*Your task*: Each line in the entries below that holds the word "struct" belongs in the answer.

*Input data*:
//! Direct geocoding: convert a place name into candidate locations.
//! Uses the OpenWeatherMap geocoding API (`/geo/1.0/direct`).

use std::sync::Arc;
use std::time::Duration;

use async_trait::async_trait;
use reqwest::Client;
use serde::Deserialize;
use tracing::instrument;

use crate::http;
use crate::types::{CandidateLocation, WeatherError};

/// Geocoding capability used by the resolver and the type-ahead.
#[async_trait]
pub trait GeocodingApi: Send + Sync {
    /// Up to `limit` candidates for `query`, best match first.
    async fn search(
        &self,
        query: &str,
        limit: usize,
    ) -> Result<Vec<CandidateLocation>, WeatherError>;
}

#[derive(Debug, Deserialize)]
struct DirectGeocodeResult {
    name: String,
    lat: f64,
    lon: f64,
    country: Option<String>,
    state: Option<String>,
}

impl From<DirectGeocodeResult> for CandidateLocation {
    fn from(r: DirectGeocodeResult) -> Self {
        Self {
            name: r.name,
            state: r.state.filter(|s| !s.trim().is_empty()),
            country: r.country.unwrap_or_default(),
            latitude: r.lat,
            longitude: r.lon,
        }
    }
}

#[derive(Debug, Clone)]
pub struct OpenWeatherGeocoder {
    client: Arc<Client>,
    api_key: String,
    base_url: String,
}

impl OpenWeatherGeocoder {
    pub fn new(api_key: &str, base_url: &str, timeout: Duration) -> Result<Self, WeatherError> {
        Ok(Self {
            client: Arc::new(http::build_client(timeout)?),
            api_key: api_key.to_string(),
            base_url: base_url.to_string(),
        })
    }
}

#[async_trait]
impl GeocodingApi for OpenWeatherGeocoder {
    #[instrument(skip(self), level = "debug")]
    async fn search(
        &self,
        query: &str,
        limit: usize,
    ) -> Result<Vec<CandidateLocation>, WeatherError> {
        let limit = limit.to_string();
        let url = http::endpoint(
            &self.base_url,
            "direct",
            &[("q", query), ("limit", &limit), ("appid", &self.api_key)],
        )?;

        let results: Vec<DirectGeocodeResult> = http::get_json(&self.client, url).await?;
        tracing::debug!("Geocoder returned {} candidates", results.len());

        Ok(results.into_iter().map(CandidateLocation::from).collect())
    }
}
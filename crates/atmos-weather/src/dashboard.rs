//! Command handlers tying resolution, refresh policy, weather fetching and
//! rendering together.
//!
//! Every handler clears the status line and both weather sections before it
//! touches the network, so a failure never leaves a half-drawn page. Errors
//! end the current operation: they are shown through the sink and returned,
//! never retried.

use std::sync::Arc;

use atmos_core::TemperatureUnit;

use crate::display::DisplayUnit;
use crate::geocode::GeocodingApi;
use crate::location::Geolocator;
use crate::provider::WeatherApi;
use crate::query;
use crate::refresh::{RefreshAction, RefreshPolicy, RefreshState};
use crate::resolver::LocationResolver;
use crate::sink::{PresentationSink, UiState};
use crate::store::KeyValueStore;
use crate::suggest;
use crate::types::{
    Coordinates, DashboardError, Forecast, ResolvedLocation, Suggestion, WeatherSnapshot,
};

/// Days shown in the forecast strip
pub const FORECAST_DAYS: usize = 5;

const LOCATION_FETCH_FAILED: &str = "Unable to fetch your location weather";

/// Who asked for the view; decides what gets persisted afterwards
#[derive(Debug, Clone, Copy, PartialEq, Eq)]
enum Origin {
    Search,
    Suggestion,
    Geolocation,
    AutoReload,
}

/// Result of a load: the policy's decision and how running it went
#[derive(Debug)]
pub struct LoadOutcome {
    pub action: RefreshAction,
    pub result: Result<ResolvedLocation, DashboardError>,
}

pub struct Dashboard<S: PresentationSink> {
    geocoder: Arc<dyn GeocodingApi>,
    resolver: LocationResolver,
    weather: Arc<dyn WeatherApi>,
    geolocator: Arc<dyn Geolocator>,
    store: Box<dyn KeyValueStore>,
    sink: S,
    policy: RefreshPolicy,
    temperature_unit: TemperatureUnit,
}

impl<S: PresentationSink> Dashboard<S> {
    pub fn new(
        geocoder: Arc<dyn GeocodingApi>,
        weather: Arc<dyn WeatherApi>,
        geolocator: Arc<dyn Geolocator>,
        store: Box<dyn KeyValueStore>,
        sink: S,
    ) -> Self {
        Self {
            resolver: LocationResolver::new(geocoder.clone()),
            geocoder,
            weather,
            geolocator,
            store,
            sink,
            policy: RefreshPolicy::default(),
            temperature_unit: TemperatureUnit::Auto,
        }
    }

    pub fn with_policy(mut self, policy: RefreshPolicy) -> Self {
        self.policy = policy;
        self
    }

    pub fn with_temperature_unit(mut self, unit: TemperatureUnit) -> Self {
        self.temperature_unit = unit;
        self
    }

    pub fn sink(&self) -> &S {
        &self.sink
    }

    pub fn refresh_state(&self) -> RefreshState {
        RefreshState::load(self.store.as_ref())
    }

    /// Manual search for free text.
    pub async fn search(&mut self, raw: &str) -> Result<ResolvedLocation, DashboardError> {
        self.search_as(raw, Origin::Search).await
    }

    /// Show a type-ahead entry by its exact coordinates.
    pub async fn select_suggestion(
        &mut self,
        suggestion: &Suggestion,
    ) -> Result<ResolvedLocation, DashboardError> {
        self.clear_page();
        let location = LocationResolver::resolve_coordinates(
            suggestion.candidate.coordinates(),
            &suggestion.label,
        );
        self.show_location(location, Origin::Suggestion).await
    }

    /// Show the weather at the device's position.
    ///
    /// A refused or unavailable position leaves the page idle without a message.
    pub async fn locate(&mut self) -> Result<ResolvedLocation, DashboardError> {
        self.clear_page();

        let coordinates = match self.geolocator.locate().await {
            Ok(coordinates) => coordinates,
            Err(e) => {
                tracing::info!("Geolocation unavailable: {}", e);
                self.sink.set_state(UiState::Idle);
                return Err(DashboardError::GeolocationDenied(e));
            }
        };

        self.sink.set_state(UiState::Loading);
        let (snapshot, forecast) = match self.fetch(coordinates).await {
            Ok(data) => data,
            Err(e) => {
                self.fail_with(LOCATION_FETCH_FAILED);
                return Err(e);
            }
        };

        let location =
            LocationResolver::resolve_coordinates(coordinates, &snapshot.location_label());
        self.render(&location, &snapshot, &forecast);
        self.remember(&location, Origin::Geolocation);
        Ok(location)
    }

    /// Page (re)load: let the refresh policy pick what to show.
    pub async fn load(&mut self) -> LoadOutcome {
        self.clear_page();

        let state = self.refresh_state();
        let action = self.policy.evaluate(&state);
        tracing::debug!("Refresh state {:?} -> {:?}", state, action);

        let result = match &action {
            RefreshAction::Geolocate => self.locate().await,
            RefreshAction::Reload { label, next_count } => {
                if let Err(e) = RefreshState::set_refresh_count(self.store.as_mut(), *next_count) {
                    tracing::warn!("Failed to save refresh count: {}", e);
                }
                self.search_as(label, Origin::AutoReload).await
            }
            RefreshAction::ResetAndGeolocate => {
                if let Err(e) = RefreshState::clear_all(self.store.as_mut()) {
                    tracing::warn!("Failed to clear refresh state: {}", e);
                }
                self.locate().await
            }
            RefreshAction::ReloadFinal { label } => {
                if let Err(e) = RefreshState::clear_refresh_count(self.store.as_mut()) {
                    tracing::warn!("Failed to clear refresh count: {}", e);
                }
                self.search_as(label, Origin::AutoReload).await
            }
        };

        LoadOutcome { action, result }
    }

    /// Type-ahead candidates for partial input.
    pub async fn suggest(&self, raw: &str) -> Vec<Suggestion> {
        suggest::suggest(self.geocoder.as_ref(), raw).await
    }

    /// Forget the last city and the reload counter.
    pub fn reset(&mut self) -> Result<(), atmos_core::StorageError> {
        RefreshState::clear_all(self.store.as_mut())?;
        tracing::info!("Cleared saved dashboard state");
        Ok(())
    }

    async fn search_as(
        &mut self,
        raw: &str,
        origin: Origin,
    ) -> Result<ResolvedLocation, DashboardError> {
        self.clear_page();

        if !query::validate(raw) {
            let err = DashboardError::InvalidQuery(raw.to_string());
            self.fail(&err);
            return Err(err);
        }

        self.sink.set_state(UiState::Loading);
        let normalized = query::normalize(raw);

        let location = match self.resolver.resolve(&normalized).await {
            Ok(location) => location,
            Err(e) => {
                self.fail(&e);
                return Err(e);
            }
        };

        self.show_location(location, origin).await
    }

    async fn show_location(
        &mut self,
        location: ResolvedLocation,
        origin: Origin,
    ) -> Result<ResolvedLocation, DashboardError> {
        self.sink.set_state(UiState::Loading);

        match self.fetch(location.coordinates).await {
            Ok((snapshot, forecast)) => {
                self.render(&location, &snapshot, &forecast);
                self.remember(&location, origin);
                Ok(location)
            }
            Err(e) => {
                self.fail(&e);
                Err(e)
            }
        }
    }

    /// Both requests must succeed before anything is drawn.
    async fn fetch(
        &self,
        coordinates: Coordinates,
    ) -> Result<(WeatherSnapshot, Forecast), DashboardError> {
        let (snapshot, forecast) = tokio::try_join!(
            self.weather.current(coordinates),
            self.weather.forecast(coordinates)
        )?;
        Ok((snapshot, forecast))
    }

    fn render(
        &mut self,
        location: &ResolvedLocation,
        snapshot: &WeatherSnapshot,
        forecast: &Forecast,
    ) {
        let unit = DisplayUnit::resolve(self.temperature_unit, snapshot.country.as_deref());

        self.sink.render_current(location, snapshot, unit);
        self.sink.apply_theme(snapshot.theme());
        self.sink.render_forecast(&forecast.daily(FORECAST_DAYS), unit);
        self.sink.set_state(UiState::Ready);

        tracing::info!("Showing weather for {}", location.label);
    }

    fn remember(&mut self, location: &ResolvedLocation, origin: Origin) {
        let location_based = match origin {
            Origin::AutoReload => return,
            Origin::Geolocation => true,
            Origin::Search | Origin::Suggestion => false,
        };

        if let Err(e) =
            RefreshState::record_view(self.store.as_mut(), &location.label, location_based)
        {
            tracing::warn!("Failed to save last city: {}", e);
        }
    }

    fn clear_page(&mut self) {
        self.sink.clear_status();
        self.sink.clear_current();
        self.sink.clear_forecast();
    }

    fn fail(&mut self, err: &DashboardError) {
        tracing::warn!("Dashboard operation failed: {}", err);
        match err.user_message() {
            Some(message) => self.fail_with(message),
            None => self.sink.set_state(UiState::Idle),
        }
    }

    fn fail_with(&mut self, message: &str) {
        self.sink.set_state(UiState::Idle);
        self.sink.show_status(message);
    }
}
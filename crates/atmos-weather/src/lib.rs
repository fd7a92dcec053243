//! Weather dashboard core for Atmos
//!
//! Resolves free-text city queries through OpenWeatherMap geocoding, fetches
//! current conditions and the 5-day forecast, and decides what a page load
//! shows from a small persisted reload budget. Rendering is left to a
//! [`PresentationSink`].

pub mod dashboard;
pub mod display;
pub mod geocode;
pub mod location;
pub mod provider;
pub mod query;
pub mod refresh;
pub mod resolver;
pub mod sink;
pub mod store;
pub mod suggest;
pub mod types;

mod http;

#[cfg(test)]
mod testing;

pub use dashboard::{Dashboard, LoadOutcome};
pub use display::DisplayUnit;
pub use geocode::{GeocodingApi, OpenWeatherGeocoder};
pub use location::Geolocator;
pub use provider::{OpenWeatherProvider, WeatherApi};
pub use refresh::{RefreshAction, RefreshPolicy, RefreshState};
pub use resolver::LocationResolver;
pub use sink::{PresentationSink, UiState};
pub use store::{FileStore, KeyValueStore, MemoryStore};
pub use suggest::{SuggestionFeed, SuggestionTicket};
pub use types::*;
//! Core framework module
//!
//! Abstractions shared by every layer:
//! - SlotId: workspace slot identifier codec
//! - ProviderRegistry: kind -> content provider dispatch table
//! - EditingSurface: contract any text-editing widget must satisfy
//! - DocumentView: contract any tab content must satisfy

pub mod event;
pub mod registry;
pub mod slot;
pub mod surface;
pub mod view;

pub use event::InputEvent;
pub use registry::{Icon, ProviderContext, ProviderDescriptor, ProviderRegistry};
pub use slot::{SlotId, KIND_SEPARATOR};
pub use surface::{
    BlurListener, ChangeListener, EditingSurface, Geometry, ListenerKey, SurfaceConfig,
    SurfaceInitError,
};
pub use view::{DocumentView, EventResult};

*Exercise solution*:
struct DirectGeocodeResult {
pub struct OpenWeatherGeocoder {
pub struct LoadOutcome {
pub struct Dashboard<S: PresentationSink> {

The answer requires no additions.